▸ EXERCISE OBJECTIVE
Take the data below and extract the lines from the one with "fn product_name(device: &Device)" to the one with "fn table(headers: &[&str], rows: Vec<Vec<String>>)", inclusive, exactly as written.

▸ DATASET
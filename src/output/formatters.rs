//! Formatting utilities for terminal output

use crate::core::STARTING_LIVES;

/// Render a run of letters as a space-separated string
///
/// Used for both the reveal mask (`_ A _`) and the wrong-guess list (`X Z`).
#[must_use]
pub fn spaced(letters: &[u8]) -> String {
    let mut result = String::with_capacity(letters.len() * 2);
    for (i, &b) in letters.iter().enumerate() {
        if i > 0 {
            result.push(' ');
        }
        result.push(b as char);
    }
    result
}

/// Pick the singular or plural form based on a count
#[must_use]
pub fn pluralize<'a>(count: u32, singular: &'a str, plural: &'a str) -> &'a str {
    if count == 1 { singular } else { plural }
}

/// Render remaining lives as a bar of filled and empty blocks
#[must_use]
pub fn lives_bar(lives: u32, width: usize) -> String {
    let filled = ((f64::from(lives) / f64::from(STARTING_LIVES)) * width as f64) as usize;
    let filled = filled.min(width);

    format!("{}{}", "█".repeat(filled), "░".repeat(width - filled))
}

#[cfg(test)]
mod tests {
    use super::*;

    #[test]
    fn spaced_mask() {
        assert_eq!(spaced(b"_A_"), "_ A _");
    }

    #[test]
    fn spaced_single_letter() {
        assert_eq!(spaced(b"X"), "X");
    }

    #[test]
    fn spaced_empty() {
        assert_eq!(spaced(b""), "");
    }

    #[test]
    fn pluralize_one() {
        assert_eq!(pluralize(1, "life", "lives"), "life");
        assert_eq!(pluralize(1, "error", "errors"), "error");
    }

    #[test]
    fn pluralize_many() {
        assert_eq!(pluralize(0, "life", "lives"), "lives");
        assert_eq!(pluralize(5, "error", "errors"), "errors");
    }

    #[test]
    fn lives_bar_full() {
        assert_eq!(lives_bar(STARTING_LIVES, 5), "█████");
    }

    #[test]
    fn lives_bar_empty() {
        assert_eq!(lives_bar(0, 5), "░░░░░");
    }

    #[test]
    fn lives_bar_partial() {
        assert_eq!(lives_bar(3, 5), "███░░");
    }
}
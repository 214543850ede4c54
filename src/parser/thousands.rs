use crate::types::THOUSANDS_GROUP;

/// Characters allowed in the three positions after the marker comma
fn is_marker_char(c: char) -> bool {
    matches!(c, '#' | '0' | ',')
}

/// True if `section` contains a thousands marker: a literal `,` followed by
/// exactly three placeholder characters from `{#, 0, ,}`.
pub fn contains_marker(section: &str) -> bool {
    let chars: Vec<char> = section.chars().collect();
    chars
        .windows(4)
        .any(|w| w[0] == ',' && w[1..].iter().all(|&c| is_marker_char(c)))
}

/// Strip every non-overlapping marker occurrence, scanning left to right.
pub fn strip_markers(section: &str) -> String {
    let chars: Vec<char> = section.chars().collect();
    let mut out = String::with_capacity(section.len());
    let mut i = 0;
    while i < chars.len() {
        if chars[i] == ','
            && i + 3 < chars.len()
            && chars[i + 1..i + 4].iter().all(|&c| is_marker_char(c))
        {
            i += 4;
        } else {
            out.push(chars[i]);
            i += 1;
        }
    }
    out
}

/// Insert the canonical `,##0` group before the first `.`, or append it when
/// the section has no decimal point. A section that already carries a marker
/// is returned unchanged, which makes repeated insertion idempotent.
pub fn insert_group(section: &str) -> String {
    if contains_marker(section) {
        return section.to_string();
    }
    match section.find('.') {
        Some(idx) => {
            let mut out = String::with_capacity(section.len() + THOUSANDS_GROUP.len());
            out.push_str(&section[..idx]);
            out.push_str(THOUSANDS_GROUP);
            out.push_str(&section[idx..]);
            out
        }
        None => format!("{section}{THOUSANDS_GROUP}"),
    }
}
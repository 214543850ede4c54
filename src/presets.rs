//! Built-in preset pattern table
//!
//! The stock entries a formatting menu offers: each preset pairs a stable
//! identifier and a display label with a pattern string. The table is
//! embedded in the binary as TOML and loaded once on first access.

use std::fmt;
use std::sync::OnceLock;

/// Error type for preset-table operations
#[derive(Debug, Clone, PartialEq)]
pub enum PresetError {
    /// An error occurred while parsing the preset data
    ParseError(String),
}

impl fmt::Display for PresetError {
    fn fmt(&self, f: &mut fmt::Formatter<'_>) -> fmt::Result {
        match self {
            PresetError::ParseError(msg) => write!(f, "Error parsing preset data: {}", msg),
        }
    }
}

impl std::error::Error for PresetError {}

type Result<T> = std::result::Result<T, PresetError>;

/// One entry of the preset table
#[derive(Debug, Clone, PartialEq)]
pub struct FormatPreset {
    /// Stable identifier, e.g. `"currency"`
    pub id: String,
    /// Display label, e.g. `"Currency"`
    pub label: String,
    /// The pattern string applied when the preset is chosen
    pub pattern: String,
}

/// Provides access to the built-in preset patterns
pub struct PresetManager {
    presets: Vec<FormatPreset>,
}

// Global singleton for the preset table
static PRESET_MANAGER: OnceLock<PresetManager> = OnceLock::new();

impl PresetManager {
    /// Create a new preset manager with the default preset data
    fn new() -> Self {
        let mut manager = Self {
            presets: Vec::new(),
        };

        // Parse and load the built-in preset data
        if let Err(e) = manager.load_embedded_data() {
            // Just log the error and continue with an empty table
            eprintln!("Failed to load embedded preset data: {}", e);
        }

        manager
    }

    /// Load the embedded preset data from the TOML file
    fn load_embedded_data(&mut self) -> Result<()> {
        let presets_toml = include_str!("presets/format_presets.toml");
        self.parse_presets(presets_toml)
    }

    /// Parse the preset TOML data
    fn parse_presets(&mut self, toml_str: &str) -> Result<()> {
        let parsed_toml: toml::Value =
            toml::from_str(toml_str).map_err(|e| PresetError::ParseError(e.to_string()))?;

        let entries = parsed_toml
            .get("preset")
            .and_then(|v| v.as_array())
            .ok_or_else(|| PresetError::ParseError("Missing [[preset]] array".to_string()))?;

        for entry in entries {
            let table = entry.as_table().ok_or_else(|| {
                PresetError::ParseError("Preset entry is not a table".to_string())
            })?;
            let field = |name: &str| -> Result<String> {
                table
                    .get(name)
                    .and_then(|v| v.as_str())
                    .map(str::to_string)
                    .ok_or_else(|| {
                        PresetError::ParseError(format!("Preset entry missing '{name}'"))
                    })
            };

            self.presets.push(FormatPreset {
                id: field("id")?,
                label: field("label")?,
                pattern: field("pattern")?,
            });
        }

        Ok(())
    }

    /// Get the global preset manager instance
    pub fn global() -> &'static PresetManager {
        PRESET_MANAGER.get_or_init(PresetManager::new)
    }

    /// Look up a preset by its identifier
    pub fn get(&self, id: &str) -> Option<&FormatPreset> {
        self.presets.iter().find(|preset| preset.id == id)
    }

    /// All presets in table order
    pub fn all(&self) -> &[FormatPreset] {
        &self.presets
    }
}
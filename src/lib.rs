pub mod detect;
pub mod edit;
pub mod parser;
pub mod presets;
pub mod types;

// Re-export the main API
pub use detect::{detect_decimal_pattern, get_decimal_places};
pub use edit::{
    add_thousand_separator, change_decimals, get_current_decimal_count_in_pattern,
    has_thousands_separator, remove_thousand_separator,
};
pub use types::*;

#[cfg(test)]
mod tests;
use format_pattern::presets::PresetManager;
use format_pattern::{get_current_decimal_count_in_pattern, has_thousands_separator};

#[test]
fn test_table_loads() {
    let manager = PresetManager::global();
    assert!(!manager.all().is_empty());
    assert_eq!(manager.all()[0].id, "automatic");
}

#[test]
fn test_lookup_by_id() {
    let manager = PresetManager::global();
    let currency = manager.get("currency").expect("currency preset");
    assert_eq!(currency.pattern, "$#,##0.00");
    assert_eq!(manager.get("automatic").expect("automatic").pattern, "General");
    assert!(manager.get("no-such-preset").is_none());
}

#[test]
fn test_presets_work_with_the_engine() {
    let manager = PresetManager::global();
    let number = manager.get("number").expect("number preset");
    assert!(has_thousands_separator(&number.pattern));
    assert_eq!(get_current_decimal_count_in_pattern(&number.pattern), 2);

    let percent = manager.get("percent").expect("percent preset");
    assert_eq!(get_current_decimal_count_in_pattern(&percent.pattern), 2);
}
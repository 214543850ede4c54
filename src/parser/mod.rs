//! Section scanning module
//!
//! This module recognizes the numeric shape of a format section (placeholder
//! prefix, optional decimal point, fractional digit run) and the thousands
//! marker. It deliberately stops short of a full token grammar: everything
//! outside the numeric run is opaque literal text to the engine.

mod shape;
mod thousands;

pub use shape::parse_section_shape;
pub use thousands::{contains_marker, insert_group, strip_markers};
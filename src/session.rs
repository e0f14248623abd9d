//! ==============================================================================
//! session.rs - token store for the current session credential
//! ==============================================================================
//!
//! ```text
//! purpose:
//!     holds the bearer credential for the rest of the session. a clone-able
//!     handle: the auth client writes it, the request pipeline reads it on
//!     every protected request and clears it on a 401.
//!
//! persistence:
//!     a persistent store mirrors the credential into a small json file
//!     (`{"id_token": "..."}`), so consecutive cli invocations share one login
//!     the way browser tabs share session storage. the in-memory value is the
//!     source of truth; file errors are logged and otherwise ignored.
//!
//! relationships:
//!     - used by: auth.rs (sign_in / sign_out), pipeline.rs (inject / clear)
//! ```
//!
//! ==============================================================================

use parking_lot::RwLock;
use serde::{Deserialize, Serialize};
use std::fmt;
use std::path::{Path, PathBuf};
use std::sync::Arc;

#[derive(Serialize, Deserialize)]
struct SessionFile {
    id_token: String,
}

#[derive(Clone, Default)]
pub struct TokenStore {
    token: Arc<RwLock<Option<String>>>,
    file: Option<Arc<PathBuf>>,
}

impl TokenStore {
    /// store that lives only as long as the process
    pub fn in_memory() -> Self {
        Self::default()
    }

    /// store mirrored to `path`; picks up a credential left there earlier
    pub fn persistent(path: impl Into<PathBuf>) -> Self {
        let path = path.into();
        let token = read_session_file(&path);
        if token.is_some() {
            tracing::debug!(path = %path.display(), "restored session");
        }
        Self {
            token: Arc::new(RwLock::new(token)),
            file: Some(Arc::new(path)),
        }
    }

    pub fn get_token(&self) -> Option<String> {
        self.token.read().clone()
    }

    pub fn has_token(&self) -> bool {
        self.token.read().is_some()
    }

    /// no validation; whatever the caller hands over is the credential
    pub fn set_token(&self, value: impl Into<String>) {
        let value = value.into();
        if let Some(path) = &self.file {
            write_session_file(path, &value);
        }
        *self.token.write() = Some(value);
    }

    pub fn clear_token(&self) {
        self.token.write().take();
        if let Some(path) = &self.file {
            remove_session_file(path);
        }
    }

    pub fn session_file(&self) -> Option<&Path> {
        self.file.as_deref().map(PathBuf::as_path)
    }
}

impl fmt::Debug for TokenStore {
    fn fmt(&self, f: &mut fmt::Formatter<'_>) -> fmt::Result {
        f.debug_struct("TokenStore")
            .field("token", &self.has_token().then_some("<redacted>"))
            .field("file", &self.file)
            .finish()
    }
}

// ==============================================================================
// session file
// ==============================================================================

fn read_session_file(path: &Path) -> Option<String> {
    let content = match std::fs::read_to_string(path) {
        Ok(content) => content,
        Err(e) if e.kind() == std::io::ErrorKind::NotFound => return None,
        Err(e) => {
            tracing::warn!(path = %path.display(), "failed to read session file: {}", e);
            return None;
        }
    };
    match serde_json::from_str::<SessionFile>(&content) {
        Ok(file) if !file.id_token.is_empty() => Some(file.id_token),
        Ok(_) => None,
        Err(e) => {
            tracing::warn!(path = %path.display(), "ignoring malformed session file: {}", e);
            None
        }
    }
}

fn write_session_file(path: &Path, token: &str) {
    let body = match serde_json::to_string(&SessionFile { id_token: token.to_string() }) {
        Ok(body) => body,
        Err(e) => {
            tracing::warn!("failed to encode session file: {}", e);
            return;
        }
    };
    if let Some(parent) = path.parent().filter(|p| !p.as_os_str().is_empty()) {
        if let Err(e) = std::fs::create_dir_all(parent) {
            tracing::warn!(path = %parent.display(), "failed to create session dir: {}", e);
            return;
        }
    }
    if let Err(e) = write_private(path, body.as_bytes()) {
        tracing::warn!(path = %path.display(), "failed to write session file: {}", e);
    }
}

// the file holds a bearer credential: owner read/write only
#[cfg(unix)]
fn write_private(path: &Path, contents: &[u8]) -> std::io::Result<()> {
    use std::io::Write;
    use std::os::unix::fs::{OpenOptionsExt, PermissionsExt};

    let mut file = std::fs::OpenOptions::new()
        .write(true)
        .create(true)
        .truncate(true)
        .mode(0o600)
        .open(path)?;
    // mode only applies on create; tighten a file left by an older run
    file.set_permissions(std::fs::Permissions::from_mode(0o600))?;
    file.write_all(contents)
}

#[cfg(not(unix))]
fn write_private(path: &Path, contents: &[u8]) -> std::io::Result<()> {
    std::fs::write(path, contents)
}

fn remove_session_file(path: &Path) {
    match std::fs::remove_file(path) {
        Ok(()) => {}
        Err(e) if e.kind() == std::io::ErrorKind::NotFound => {}
        Err(e) => tracing::warn!(path = %path.display(), "failed to remove session file: {}", e),
    }
}
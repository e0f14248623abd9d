//! ==============================================================================
//! config.rs - dashboard client configuration loader
//! ==============================================================================
//!
//! ```text
//! purpose:
//!     defines the schema for `airplug.toml`.
//!     loads configuration from file or falls back to defaults.
//!
//! structure:
//!     - ApiConfig: base url of the protected backend.
//!     - AuthConfig: cognito region / app client (and an optional endpoint).
//!     - SessionConfig: where the session credential is kept between runs.
//!     - UserConfig: user id the list / map commands act for.
//!     - LoggingConfig: default log filter when RUST_LOG is unset.
//! ```
//!
//! ==============================================================================

use serde::Deserialize;
use std::path::{Path, PathBuf};

/// Root configuration structure
#[derive(Debug, Deserialize, Clone, Default)]
#[serde(default)]
pub struct DashboardConfig {
    pub api: ApiConfig,
    pub auth: AuthConfig,
    pub session: SessionConfig,
    pub user: UserConfig,
    pub logging: LoggingConfig,
}

#[derive(Debug, Deserialize, Clone)]
#[serde(default)]
pub struct ApiConfig {
    pub base_url: String,
}

#[derive(Debug, Deserialize, Clone)]
#[serde(default)]
pub struct AuthConfig {
    pub region: String,
    pub client_id: String,
    pub endpoint: Option<String>,
}

#[derive(Debug, Deserialize, Clone)]
#[serde(default)]
pub struct SessionConfig {
    pub token_file: PathBuf,
}

#[derive(Debug, Deserialize, Clone)]
#[serde(default)]
pub struct UserConfig {
    pub id: String,
}

#[derive(Debug, Deserialize, Clone)]
#[serde(default)]
pub struct LoggingConfig {
    pub level: String,
}

impl Default for ApiConfig {
    fn default() -> Self {
        Self { base_url: "http://localhost:3000".to_string() }
    }
}

impl Default for AuthConfig {
    fn default() -> Self {
        Self {
            region: "us-east-1".to_string(),
            client_id: String::new(),
            endpoint: None,
        }
    }
}

impl Default for SessionConfig {
    fn default() -> Self {
        Self { token_file: PathBuf::from(".airplug-session.json") }
    }
}

impl Default for UserConfig {
    fn default() -> Self {
        Self { id: "qingping_shared".to_string() }
    }
}

impl Default for LoggingConfig {
    fn default() -> Self {
        Self { level: "info".to_string() }
    }
}

/// outcome of config discovery. tracing is not up yet while this runs, so
/// anything worth logging is carried back to the caller.
#[derive(Debug)]
pub struct LoadedConfig {
    pub config: DashboardConfig,
    pub source: Option<PathBuf>,
    pub warnings: Vec<String>,
}

impl DashboardConfig {
    /// Load configuration from file
    pub fn load<P: AsRef<Path>>(path: P) -> anyhow::Result<Self> {
        let content = std::fs::read_to_string(path.as_ref())
            .map_err(|e| anyhow::anyhow!("Failed to read config file: {}", e))?;

        let config: DashboardConfig = toml::from_str(&content)
            .map_err(|e| anyhow::anyhow!("Failed to parse config: {}", e))?;

        Ok(config)
    }

    /// Load an explicit file, or search the usual places with default fallback.
    /// an explicit path that fails to load is an error; a discovered one is skipped.
    pub fn load_or_default(explicit: Option<&Path>) -> anyhow::Result<LoadedConfig> {
        if let Some(path) = explicit {
            let config = Self::load(path)?;
            return Ok(LoadedConfig { config, source: Some(path.to_path_buf()), warnings: Vec::new() });
        }

        let paths = [
            PathBuf::from("config").join("airplug.toml"),
            PathBuf::from("..").join("config").join("airplug.toml"),
        ];

        let mut warnings = Vec::new();
        for path in &paths {
            if path.exists() {
                match Self::load(path) {
                    Ok(config) => {
                        return Ok(LoadedConfig { config, source: Some(path.clone()), warnings });
                    }
                    Err(e) => {
                        warnings.push(format!("Failed to load {}: {}", path.display(), e));
                    }
                }
            }
        }

        Ok(LoadedConfig { config: Self::default(), source: None, warnings })
    }

    /// Print configuration summary
    pub fn print_summary(&self) {
        println!("┌─────────────────────────────────────────┐");
        println!("│          AIRPLUG CONFIGURATION          │");
        println!("├─────────────────────────────────────────┤");
        println!("│ API: {}", self.api.base_url);
        println!("│ Cognito Region: {}", self.auth.region);
        println!("│ Cognito Client: {}", if self.auth.client_id.is_empty() { "(unset)" } else { self.auth.client_id.as_str() });
        if let Some(endpoint) = &self.auth.endpoint {
            println!("│ Cognito Endpoint: {}", endpoint);
        }
        println!("│ Session File: {}", self.session.token_file.display());
        println!("│ User ID: {}", self.user.id);
        println!("│ Log Level: {}", self.logging.level);
        println!("└─────────────────────────────────────────┘");
    }
}
//! ==============================================================================
//! view.rs - terminal rendering for dashboard records
//! ==============================================================================
//!
//! purpose:
//!     turns plugs, sensors and mappings into aligned text tables. pure
//!     functions returning strings so main.rs decides where they go.
//!
//! ==============================================================================

use airplug::{Device, Mapping, PlugDevice};

const EMPTY: &str = "-";

pub fn plugs(plugs: &[PlugDevice]) -> String {
    if plugs.is_empty() {
        return "No plugs found.\n".to_string();
    }
    let rows = plugs
        .iter()
        .map(|p| {
            vec![
                p.tuya_device_id.clone(),
                p.name.clone().unwrap_or_else(|| EMPTY.to_string()),
                p.category.clone().unwrap_or_else(|| EMPTY.to_string()),
                match p.online {
                    Some(true) => "online".to_string(),
                    Some(false) => "offline".to_string(),
                    None => EMPTY.to_string(),
                },
            ]
        })
        .collect();
    table(&["PLUG ID", "NAME", "CATEGORY", "STATUS"], rows)
}

pub fn sensors(devices: &[Device]) -> String {
    if devices.is_empty() {
        return "No sensors bound.\n".to_string();
    }
    let rows = devices
        .iter()
        .map(|d| {
            vec![
                d.sensor_mac.clone(),
                d.device_name.clone().unwrap_or_else(|| EMPTY.to_string()),
                product_name(d),
                on_off(d.enabled),
                d.bound_at.map(|t| t.to_string()).unwrap_or_else(|| EMPTY.to_string()),
            ]
        })
        .collect();
    table(&["SENSOR", "NAME", "PRODUCT", "ENABLED", "BOUND AT"], rows)
}

pub fn mappings(mappings: &[Mapping]) -> String {
    if mappings.is_empty() {
        return "No mappings.\n".to_string();
    }
    let rows = mappings
        .iter()
        .map(|m| {
            vec![
                m.sensor_mac.clone(),
                m.tuya_device_id.clone(),
                on_off(m.enabled),
                m.updated_at.map(|t| t.to_string()).unwrap_or_else(|| EMPTY.to_string()),
            ]
        })
        .collect();
    table(&["SENSOR", "PLUG ID", "AUTOMATION", "UPDATED AT"], rows)
}

fn on_off(enabled: bool) -> String {
    let label = if enabled { "on" } else { "off" };
    label.to_string()
}

// qingping sends product as {"id": .., "name": .., "en_name": ..}
fn product_name(device: &Device) -> String {
    let Some(product) = &device.product else {
        return EMPTY.to_string();
    };
    ["en_name", "name"]
        .iter()
        .find_map(|key| product.get(*key).and_then(|v| v.as_str()))
        .map(str::to_string)
        .or_else(|| product.as_str().map(str::to_string))
        .unwrap_or_else(|| product.to_string())
}

fn table(headers: &[&str], rows: Vec<Vec<String>>) -> String {
    let mut widths: Vec<usize> = headers.iter().map(|h| h.chars().count()).collect();
    for row in &rows {
        for (i, cell) in row.iter().enumerate() {
            widths[i] = widths[i].max(cell.chars().count());
        }
    }

    let mut out = String::new();
    push_row(&mut out, headers.iter().map(|h| h.to_string()), &widths);
    let rule: Vec<String> = widths.iter().map(|w| "─".repeat(*w)).collect();
    push_row(&mut out, rule.into_iter(), &widths);
    for row in rows {
        push_row(&mut out, row.into_iter(), &widths);
    }
    out
}

fn push_row(out: &mut String, cells: impl Iterator<Item = String>, widths: &[usize]) {
    let line: Vec<String> = cells
        .zip(widths)
        .map(|(cell, width)| {
            let pad = width.saturating_sub(cell.chars().count());
            format!("{}{}", cell, " ".repeat(pad))
        })
        .collect();
    out.push_str(line.join("  ").trim_end());
    out.push('\n');
}
//! ==============================================================================
//! lib.rs - airplug client library
//! ==============================================================================
//!
//! ```text
//! purpose:
//!     client side of the sensor -> smart-plug automation dashboard.
//!     binds nothing itself; it talks to the dashboard backend on behalf of a
//!     signed-in user.
//!
//! layout (leaf first):
//!
//!     session.rs   TokenStore            current bearer credential
//!     auth.rs      AuthClient            cognito email/password -> tokens
//!     pipeline.rs  RequestPipeline       credential injection + 401 guard
//!     api.rs       ApiClient             plugs, sensors, mappings, csv
//!     domain.rs    records               Device, PlugDevice, Mapping, ...
//!     config.rs    DashboardConfig       airplug.toml
//! ```
//!
//! ==============================================================================

pub mod api;
pub mod auth;
pub mod config;
pub mod domain;
pub mod error;
pub mod pipeline;
pub mod session;

pub use api::ApiClient;
pub use auth::{AuthClient, AuthError, AuthErrorKind, AuthTokens};
pub use config::DashboardConfig;
pub use domain::{CsvExport, Device, Mapping, PlugDevice};
pub use error::{Error, Result};
pub use pipeline::{RequestPipeline, Stage, Transport, UnauthorizedCallback};
pub use session::TokenStore;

▸ TASK ANSWER
fn product_name(device: &Device) -> String {
    let Some(product) = &device.product else {
        return EMPTY.to_string();
    };
    ["en_name", "name"]
        .iter()
        .find_map(|key| product.get(*key).and_then(|v| v.as_str()))
        .map(str::to_string)
        .or_else(|| product.as_str().map(str::to_string))
        .unwrap_or_else(|| product.to_string())
}

fn table(headers: &[&str], rows: Vec<Vec<String>>) -> String {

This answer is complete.